On the second charge, shelling of hospitals, if the Government did in fact target hospitals, there is no doubt the Government committed a war crime. The Government, however, denies that it ever targeted hospitals deliberately.  Even if one dismissed the Government’s denials out of hand (saying such denials are self-serving), it seems to me that to really evaluate the second charge one has to consider a number of matters.  First, the hospitals that were allegedly attacked were in the battle-zone, an area from which civilians had been generally evacuated by the Government, or reciprocally, if civilians were present, they were being forcibly kept there by the LTTE.  So, the buildings may at one time have been hospitals, but it is unclear, going on the POE’s allegations, if they were functioning as hospitals at the time of the alleged attacks.  It is important to note that the POE itself explicitly admits that the LTTE was known to store military equipment and also to fire from hospitals.

In light of the above, one has to also consider whether the army knew there were civilians still in the hospitals that were allegedly attacked, roughly how many, and what measures if any were taken to protect those civilians while neutralizing combatants, if any, holed up in those hospitals.  One would also have to keep in mind the exceptions mentioned in the ICRC study with respect to “civilian casualties incidental to the conduct of military operations,” and other such matters.  The POE does none of these things.  Finally, as a general matter, one has to keep in mind the overall picture painted by the numbers, plus the testimony coming from the battlefield.  I think the overall impression one gets from the numbers as well as the outside testimony is that the Government was taking as much care as possible to spare the civilians, and that the latter knew this.  But in that case, why would the Government go out of its way to deliberately attack functioning hospitals, the most vulnerable of civilian targets?  It doesn’t make sense.  Due to these reasons, I feel that the POE does not establish a prima facie case with respect to the second charge either.

That leaves charge number three:  the denial of food and medicine to the civilians, which I haven’t addressed so far.  The Secretary General’s experts say that the Government denied food and medicine to the civilians, or rather, that the Government “deprived” the civilians of food and medicine.  The ICRC, however, which was present in the conflict-zone throughout the final phase of the war, and in fact participated in and helped coordinate the Government’s food and medicine convoys to the battle-zone, did not complain at the time.  Government records, meanwhile, show that it transported 534,227 metric tons of food and medicine to the conflict-zone[29]:  the ICRC has never disputed those quantities.

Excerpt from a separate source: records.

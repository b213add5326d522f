use serde::{Deserialize, Serialize};
use std::fmt;

/// Compass direction of an exit slot.
///
/// Declaration order is the canonical slot order inside a room record.
#[derive(Debug, Clone, Copy, PartialEq, Eq, PartialOrd, Ord, Hash, Serialize, Deserialize)]
pub enum Direction {
    #[serde(rename = "N")]
    North,
    #[serde(rename = "E")]
    East,
    #[serde(rename = "S")]
    South,
    #[serde(rename = "W")]
    West,
}

impl Direction {
    pub const ALL: [Self; 4] = [Self::North, Self::East, Self::South, Self::West];

    #[must_use]
    pub const fn opposite(self) -> Self {
        match self {
            Self::North => Self::South,
            Self::East => Self::West,
            Self::South => Self::North,
            Self::West => Self::East,
        }
    }

    #[must_use]
    pub const fn letter(self) -> u8 {
        match self {
            Self::North => b'N',
            Self::East => b'E',
            Self::South => b'S',
            Self::West => b'W',
        }
    }

    #[must_use]
    pub const fn from_letter(letter: u8) -> Option<Self> {
        match letter.to_ascii_uppercase() {
            b'N' => Some(Self::North),
            b'E' => Some(Self::East),
            b'S' => Some(Self::South),
            b'W' => Some(Self::West),
            _ => None,
        }
    }

    #[must_use]
    pub const fn index(self) -> usize {
        match self {
            Self::North => 0,
            Self::East => 1,
            Self::South => 2,
            Self::West => 3,
        }
    }

    #[must_use]
    pub const fn name(self) -> &'static str {
        match self {
            Self::North => "North",
            Self::East => "East",
            Self::South => "South",
            Self::West => "West",
        }
    }
}

impl fmt::Display for Direction {
    fn fmt(&self, f: &mut fmt::Formatter<'_>) -> fmt::Result {
        write!(f, "{}", char::from(self.letter()))
    }
}

/// One exit. A destination of 0 leaves the dungeon.
#[derive(Debug, Clone, Copy, PartialEq, Eq, Serialize, Deserialize)]
pub struct Exit {
    pub destination: u16,
    /// Set only for exits invented by the repair pass.
    #[serde(default)]
    pub synthesized: bool,
}

impl Exit {
    #[must_use]
    pub const fn original(destination: u16) -> Self {
        Self {
            destination,
            synthesized: false,
        }
    }

    #[must_use]
    pub const fn synthesized(destination: u16) -> Self {
        Self {
            destination,
            synthesized: true,
        }
    }

    #[must_use]
    pub const fn is_terminal(self) -> bool {
        self.destination == 0
    }
}

/// The four direction slots of a room.
#[derive(Debug, Clone, Copy, PartialEq, Eq, Default, Serialize, Deserialize)]
pub struct Exits {
    slots: [Option<Exit>; 4],
}

impl Exits {
    #[must_use]
    pub const fn new() -> Self {
        Self { slots: [None; 4] }
    }

    /// Build original exits from `(direction, destination)` pairs; later pairs
    /// replace earlier ones for the same direction.
    #[must_use]
    pub fn from_pairs<I>(pairs: I) -> Self
    where
        I: IntoIterator<Item = (Direction, u16)>,
    {
        let mut exits = Self::new();
        for (direction, destination) in pairs {
            exits.set(direction, Exit::original(destination));
        }
        exits
    }

    #[must_use]
    pub const fn get(&self, direction: Direction) -> Option<Exit> {
        self.slots[direction.index()]
    }

    #[must_use]
    pub fn destination(&self, direction: Direction) -> Option<u16> {
        self.get(direction).map(|exit| exit.destination)
    }

    pub fn set(&mut self, direction: Direction, exit: Exit) {
        self.slots[direction.index()] = Some(exit);
    }

    pub fn clear(&mut self, direction: Direction) {
        self.slots[direction.index()] = None;
    }

    /// Present exits in slot order.
    pub fn iter(&self) -> impl Iterator<Item = (Direction, Exit)> + '_ {
        Direction::ALL
            .into_iter()
            .filter_map(|direction| self.get(direction).map(|exit| (direction, exit)))
    }

    #[must_use]
    pub fn len(&self) -> usize {
        self.slots.iter().flatten().count()
    }

    #[must_use]
    pub fn is_empty(&self) -> bool {
        self.len() == 0
    }

    /// Copy with every exit marked as original data.
    #[must_use]
    pub fn as_original(&self) -> Self {
        let mut copy = *self;
        for exit in copy.slots.iter_mut().flatten() {
            exit.synthesized = false;
        }
        copy
    }
}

It should be further noted that the Government continued its food-and-medicine convoys right up to the very end of the war, and this in face of the fact—apparently well-known to the ICRC and others—that the LTTE was pilfering much of the food and medicine once it got to the distribution points.[30]  It seems to me, therefore, that one can perhaps argue over whether the quantities of food and medicine sent were adequate or inadequate, but it is very difficult to say that there was a systematic attempt to “deprive” the civilians of food and medicine.  Hence, on this charge also it is very difficult to come to a clear-cut determination that a “war crime” was committed.